The interleukin-7 receptor-α (IL-7Rα)+ 'inducer' cells for Peyer's patch (PP) and lymph node (LN) development are phenotypically similar, and both must be triggered to express lymphotoxin-αβ (LTαβ) for their function. But, there are differences in the molecular requirements for PP and LN development. The development of PPs, but not LNs, requires IL-7, whereas LN development requires signals through RANK ligand (RANKL). This study shows that in Traf6−/− mice, in which RANKL signalling and LN development is blocked, IL-7 can stimulate the expression of LTαβ on LN inducer cells and treatment with soluble IL-7 restores LN formation. This indicates that the inducer cells for LNs and PPs are functionally similar also.

Transplantation

CD4+CD25+ alloantigen-specific immunoregulatory cells that can prevent CD8+ T-cell-mediated graft rejection: implications for anti-CD154 immunotherapy. van Maurik, A. et al. J. Immunol. 169, 5401–5404 (2002)

Blockade of the CD40–CD154 co-stimulatory pathway using CD154-specific antibodies can promote the long-term survival of allografts in animal models, and there is some evidence that this is mediated, in part, by CD4+ regulatory T cells. But, in some situations, anti-CD154 therapy fails owing to the initiation of graft rejection by CD154-independent CD8+ T cells. This study shows that anti-CD154 treatment at the time of transplantation allows the development of CD4+CD25+ regulatory T cells, which, if present in sufficient numbers, can suppress rejection mediated not only by CD4+ T cells, but also by CD8+ T cells. This phenomenon, known as linked unresponsiveness, is an important clinical goal.

Antibody responses

A critical role for IL-21 in regulating immunoglobulin production. Ozaki, K. et al. Science 298, 1630–1633 (2002)

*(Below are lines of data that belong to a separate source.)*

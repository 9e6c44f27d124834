// Copyright 2026 Phillip Cloud
// Licensed under the Apache License, Version 2.0

pub mod detail;
pub mod error;
pub mod filter;
pub mod ids;
pub mod model;
pub mod prefs;
pub mod query;
pub mod roster;
pub mod selection;
pub mod state;

pub use detail::*;
pub use error::*;
pub use filter::*;
pub use ids::*;
pub use model::*;
pub use prefs::*;
pub use query::*;
pub use roster::*;
pub use selection::*;
pub use state::*;
// Copyright 2026 Phillip Cloud
// Licensed under the Apache License, Version 2.0

use std::collections::BTreeMap;

use anyhow::Result;
use tracing::{debug, info, warn};

use crate::{
    Comment, CommentId, DetailPanel, DetailTicket, FilterEdit, FilterField, FilterOptions,
    FilterState, GroupMode, LegendEntry, MAX_COLUMN_WIDTH, MIN_COLUMN_WIDTH, NewProject, PrefKey,
    PrefValue,
    PreferenceStore, Preferences, Project, ProjectId, RosterColumn, RosterError, RosterQuery,
    RosterResult, RosterRow, RosterView, SelectionSet, SessionInfo, Shot, ShotId, ShotStatus,
    ShotUpdate, build_export_query, build_group_query, build_query, legend, open_target,
    project_rows,
};

/// Per-row actions, keyed by shot id rather than by rendered widget.
#[derive(Debug, Clone, PartialEq, Eq)]
pub enum RowAction {
    ToggleSelect,
    Activate,
    OpenPlate,
    OpenMov,
    OpenExr,
    ChangeStatus(ShotStatus),
    Assign(String),
    ResolveToolPath,
    GenerateComp,
    Delete,
}

#[derive(Debug, Clone, PartialEq, Eq)]
pub enum PendingConfirm {
    DeleteShot { shot_id: ShotId, code: String },
    BulkDelete(Vec<ShotId>),
    DeleteComment(CommentId),
}

impl PendingConfirm {
    pub fn prompt(&self) -> String {
        match self {
            Self::DeleteShot { code, .. } => format!("Delete {code}?"),
            Self::BulkDelete(ids) => format!("Delete {} selected shots?", ids.len()),
            Self::DeleteComment(_) => "Delete comment?".to_owned(),
        }
    }
}

/// Network work the controller wants done. The runtime executes it off the
/// UI thread and hands back the matching [`Response`].
#[derive(Debug, Clone, PartialEq, Eq)]
pub enum Request {
    LoadSession,
    LoadProjects,
    CreateProject(NewProject),
    LoadRoster {
        token: u64,
        query: RosterQuery,
    },
    LoadGroup {
        token: u64,
        index: usize,
        reel: String,
        query: RosterQuery,
    },
    LoadComments {
        ticket: DetailTicket,
    },
    UpdateShot {
        shot_id: ShotId,
        update: ShotUpdate,
    },
    DeleteShot {
        shot_id: ShotId,
    },
    BulkDelete {
        ids: Vec<ShotId>,
    },
    AddComment {
        shot_id: ShotId,
        text: String,
    },
    UpdateComment {
        comment_id: CommentId,
        text: String,
    },
    DeleteComment {
        comment_id: CommentId,
    },
    ResolveToolPath {
        shot_id: ShotId,
    },
    GenerateComp {
        shot_id: ShotId,
    },
}

#[derive(Debug, Clone, PartialEq, Eq)]
pub enum Response {
    Session(Result<SessionInfo, RosterError>),
    Projects(Result<Vec<Project>, RosterError>),
    ProjectCreated(Result<Project, RosterError>),
    Roster {
        token: u64,
        result: Result<RosterResult, RosterError>,
    },
    Group {
        token: u64,
        index: usize,
        reel: String,
        result: Result<Vec<Shot>, RosterError>,
    },
    Comments {
        ticket: DetailTicket,
        result: Result<Vec<Comment>, RosterError>,
    },
    ShotUpdated {
        shot_id: ShotId,
        update: ShotUpdate,
        result: Result<Shot, RosterError>,
    },
    ShotDeleted {
        shot_id: ShotId,
        result: Result<(), RosterError>,
    },
    BulkDeleted {
        result: Result<u64, RosterError>,
    },
    CommentAdded {
        shot_id: ShotId,
        result: Result<Comment, RosterError>,
    },
    CommentUpdated {
        result: Result<Comment, RosterError>,
    },
    CommentDeleted {
        result: Result<(), RosterError>,
    },
    ToolPath {
        shot_id: ShotId,
        result: Result<Option<String>, RosterError>,
    },
    CompGenerated {
        shot_id: ShotId,
        result: Result<String, RosterError>,
    },
}

#[derive(Debug, Clone, PartialEq, Eq)]
pub enum AppCommand {
    Start,
    SelectProject(ProjectId),
    CreateProject(NewProject),
    ToggleStatus(ShotStatus),
    SelectAllStatuses,
    ClearStatuses,
    SetFilter(FilterField, String),
    EditFilters(Vec<FilterEdit>),
    ClearFilters,
    SetGroupMode(GroupMode),
    Refresh,
    Row { shot_id: ShotId, action: RowAction },
    BulkDelete,
    Confirm,
    Cancel,
    AddComment(String),
    EditComment { comment_id: CommentId, text: String },
    DeleteComment(CommentId),
    TogglePreference(PrefKey),
    AdjustColumnWidth { column: RosterColumn, delta: i16 },
    ExportCsv,
    DismissNotice,
    ClearStatus,
}

#[derive(Debug, Clone, PartialEq, Eq)]
pub enum AppEvent {
    Issue(Request),
    LegendChanged(Vec<LegendEntry>),
    SessionLoaded(String),
    ProjectsLoaded(usize),
    ProjectSelected(ProjectId),
    RosterRendered { rows: usize },
    GroupsRendered { groups: usize },
    GroupAttached { reel: String, rows: usize },
    FilterDiscarded(FilterField),
    SelectionChanged(usize),
    RowActivated(ShotId),
    RowPatched(ShotId),
    DetailLoaded { shot_id: ShotId, comments: usize },
    ConfirmRequested(String),
    Notice(String),
    OpenTarget(String),
    OpenApiPath(String),
    PreferenceChanged { key: PrefKey, value: String },
    StatusUpdated(String),
    StatusCleared,
}

#[derive(Debug, Clone, Copy, PartialEq, Eq)]
struct StatusPatch {
    confirmed_at: u64,
    status: ShotStatus,
}

/// Owns every piece of roster view state. Only the UI thread mutates it,
/// through [`AppState::dispatch`] and [`AppState::apply`].
pub struct AppState {
    store: Box<dyn PreferenceStore>,
    prefs: Preferences,
    session: Option<SessionInfo>,
    projects: Vec<Project>,
    startup_project: Option<String>,
    active_project: Option<ProjectId>,
    filters: FilterState,
    roster: RosterView,
    options: FilterOptions,
    selection: SelectionSet,
    active_shot: Option<ShotId>,
    detail: DetailPanel,
    pending: Option<PendingConfirm>,
    notice: Option<String>,
    pub status_line: Option<String>,
    clock: u64,
    roster_token: u64,
    status_patches: BTreeMap<ShotId, StatusPatch>,
}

The authors generated IL-21 receptor (IL-21R)-deficient mice and found that although T-cell function was normal in these animals, the levels of IgG1 and IgG2b were reduced and the level of IgE was increased. However, this B-cell-intrinsic defect is less severe than that seen in mice and humans that are deficient for the cytokine-receptor common γ-chain (which is shared by IL-21R), indicating that normal B-cell responses must involve an additional cytokine(s). Mice that were deficient for both IL-21R and IL-4 had markedly impaired production of all antibody isotypes. So, this study shows that co-operation between IL-4 and IL-21 is essential for antibody responses.